Despite football surviving the test of time and undergoing imaginable changes in numerous aspects of it over the years, finding the perfect blend of a successful attacking line is still a mystery. Is it the physique of a player, finesse of a striker, or the creative genius of a No. 10? No one knows.

Over the decades, the sport has been graced with some of the most magical players in the attacking third, who has made scoring look more graceful than Mothra emerging out its cocoon, at times. 

Whether it was Milan’s Frank Rijkaard, Marco van Basten, and Ruud Gullit, who won three consecutive Scudetto’s from 1991 to 1994, or the “Holy Trinity” of Manchester United - George Best, Denis Law, and Bobby Charlton, or Barcelona’s last great attacking line of Lionel Messi, Neymar, and Luis Suarez, who had tallied astronomical 120 goals in 2015 – football’s history has been littered with examples that’s sufficient to draw an impeccable blueprint for any club to customize their forward line as and how desired.

But, one still sees clubs struggling desperately during transfer windows to find names.

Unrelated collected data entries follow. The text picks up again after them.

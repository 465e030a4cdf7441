use serde::Serialize;
use std::collections::BTreeMap;

use crate::error::{AdapterError, Result};
use crate::fetch::FetchMeta;

#[derive(Debug, Clone, Default, PartialEq, Serialize)]
pub struct DatetimeRange {
    pub start: Option<String>,
    pub end: Option<String>,
    pub interval_minutes: Option<i64>,
}

/// Fields every canonical payload carries about how it was produced.
#[derive(Debug, Clone, Default, PartialEq, Serialize)]
pub struct Provenance {
    #[serde(rename = "droppedParameters")]
    pub dropped_parameters: Vec<String>,
    #[serde(skip_serializing_if = "Option::is_none")]
    pub request_url: Option<String>,
    #[serde(skip_serializing_if = "Vec::is_empty")]
    pub validation_errors: Vec<String>,
}

#[derive(Debug, Clone, PartialEq, Serialize)]
pub struct SeriesMeta {
    pub parameter: String,
    pub friendly: String,
    pub units: String,
    pub source: String,
    pub lat: Option<f64>,
    pub lon: Option<f64>,
    pub datetime_range: DatetimeRange,
    #[serde(flatten)]
    pub provenance: Provenance,
}

#[derive(Debug, Clone, PartialEq, Serialize)]
pub struct Point {
    /// `YYYY-MM-DDTHH:MM:SSZ`
    pub ts: String,
    pub value: Option<f64>,
}

#[derive(Debug, Clone, PartialEq, Serialize)]
pub struct TimeSeries {
    pub meta: SeriesMeta,
    pub data: Vec<Point>,
}

#[derive(Debug, Clone, PartialEq, Serialize)]
pub struct SeriesEntry {
    pub friendly: String,
    pub units: String,
    pub data: Vec<Point>,
}

#[derive(Debug, Clone, PartialEq, Serialize)]
pub struct SeriesMap {
    pub meta: SeriesMeta,
    pub series: BTreeMap<String, SeriesEntry>,
}

#[derive(Debug, Clone, PartialEq, Serialize)]
pub struct GridMeta {
    pub parameter: String,
    pub friendly: String,
    pub units: String,
    pub source: String,
    /// `[min_lon, min_lat, max_lon, max_lat]`
    pub bbox: [f64; 4],
    pub crs: String,
    pub nx: usize,
    pub ny: usize,
    pub ts: Option<String>,
    #[serde(flatten)]
    pub provenance: Provenance,
}

#[derive(Debug, Clone, PartialEq, Serialize)]
pub struct GridData {
    pub lons: Vec<f64>,
    pub lats: Vec<f64>,
    /// `values[row][col]`, one row per latitude.
    pub values: Vec<Vec<Option<f64>>>,
}

#[derive(Debug, Clone, PartialEq, Serialize)]
pub struct Grid {
    pub meta: GridMeta,
    pub grid: GridData,
}

impl Grid {
    /// Builds a grid on WGS84 axes, deriving bbox and dimensions from them.
    pub fn new(
        parameter: impl Into<String>,
        friendly: impl Into<String>,
        units: impl Into<String>,
        source: impl Into<String>,
        lons: Vec<f64>,
        lats: Vec<f64>,
        values: Vec<Vec<Option<f64>>>,
    ) -> Result<Self> {
        if values.len() != lats.len() {
            return Err(AdapterError::InvalidArgument {
                name: "values",
                reason: format!("{} rows for {} latitudes", values.len(), lats.len()),
            });
        }
        if let Some((i, row)) = values.iter().enumerate().find(|(_, r)| r.len() != lons.len()) {
            return Err(AdapterError::InvalidArgument {
                name: "values",
                reason: format!("row {} has {} columns for {} longitudes", i, row.len(), lons.len()),
            });
        }

        Ok(Self {
            meta: GridMeta {
                parameter: parameter.into(),
                friendly: friendly.into(),
                units: units.into(),
                source: source.into(),
                bbox: bbox_of(&lons, &lats),
                crs: "EPSG:4326".to_string(),
                nx: lons.len(),
                ny: lats.len(),
                ts: None,
                provenance: Provenance::default(),
            },
            grid: GridData { lons, lats, values },
        })
    }
}

pub(crate) fn bbox_of(lons: &[f64], lats: &[f64]) -> [f64; 4] {
    let (min_lon, max_lon) = extent(lons);
    let (min_lat, max_lat) = extent(lats);
    [min_lon, min_lat, max_lon, max_lat]
}

fn extent(v: &[f64]) -> (f64, f64) {
    if v.is_empty() {
        return (0.0, 0.0);
    }
    v.iter()
        .fold((f64::INFINITY, f64::NEG_INFINITY), |(lo, hi), x| (lo.min(*x), hi.max(*x)))
}

/// Any of the shapes the adapter hands to callers.
#[derive(Debug, Clone, PartialEq, Serialize)]
#[serde(untagged)]
pub enum Canonical {
    Series(TimeSeries),
    SeriesMap(SeriesMap),
    Locations(Vec<TimeSeries>),
    Grid(Grid),
}

impl Canonical {
    fn provenances_mut(&mut self) -> Vec<&mut Provenance> {
        match self {
            Canonical::Series(s) => vec![&mut s.meta.provenance],
            Canonical::SeriesMap(m) => vec![&mut m.meta.provenance],
            Canonical::Locations(v) => v.iter_mut().map(|s| &mut s.meta.provenance).collect(),
            Canonical::Grid(g) => vec![&mut g.meta.provenance],
        }
    }

    pub(crate) fn attach_fetch_meta(&mut self, meta: &FetchMeta) {
        for p in self.provenances_mut() {
            p.dropped_parameters = meta.dropped_parameters.clone();
            p.request_url = Some(meta.request_url.clone());
        }
    }

    pub(crate) fn attach_validation_errors(&mut self, errors: &[String]) {
        for p in self.provenances_mut() {
            p.validation_errors = errors.to_vec();
        }
    }

    pub fn to_json(&self) -> serde_json::Value {
        // Only finite floats and strings are stored, so this cannot fail.
        serde_json::to_value(self).unwrap_or(serde_json::Value::Null)
    }
}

While one big reason could be that magic cannot be engineered – it just happens, the other is the utter failure of “Moneyball” concept in football on numerous occasions; hence the never-ending loop of trial and error.

Attempting to find out the best attack in the upcoming Indian Super League, however, wasn’t that futile for it was both difficult and easy at the same time. Easy because the number of retained proven names from previous seasons have been higher, and difficult because the continuously evolving nature of the tournament has been making it immensely unpredictable now.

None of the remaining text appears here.